• _REQUIRED ACTION_: Please restate the data word for word.

Collected data entries:

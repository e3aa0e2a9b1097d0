//! Purpose: Library crate behind the `sheetrelay` CLI and its tests.
//! Exports: `api` (Sheets seam, HTTP client, credentials), `core` (retry, adaptive read, chunked write),
//! `job` (export, replicate), `config`, `notice`.
//! Role: Internal library backing the binary; not yet a stable public SDK.
//! Invariants: Core modules prefer explicit inputs/outputs over hidden state.
//! Invariants: Nothing below `job` talks to a concrete backend; everything goes through `Sheets`.
pub mod api;
pub mod config;
pub mod core;
pub mod job;
pub mod notice;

• _TASK OUTPUT_:
repository e3aa0e2a9b1097d0
//! Purpose: Library crate behind the `sheetrelay` CLI and its tests.
//! Exports: `api` (Sheets seam, HTTP client, credentials), `core` (retry, adaptive read, chunked write),
//! `job` (export, replicate), `config`, `notice`.
//! Role: Internal library backing the binary; not yet a stable public SDK.
//! Invariants: Core modules prefer explicit inputs/outputs over hidden state.
//! Invariants: Nothing below `job` talks to a concrete backend; everything goes through `Sheets`.
pub mod api;
pub mod config;
pub mod core;
pub mod job;
pub mod notice;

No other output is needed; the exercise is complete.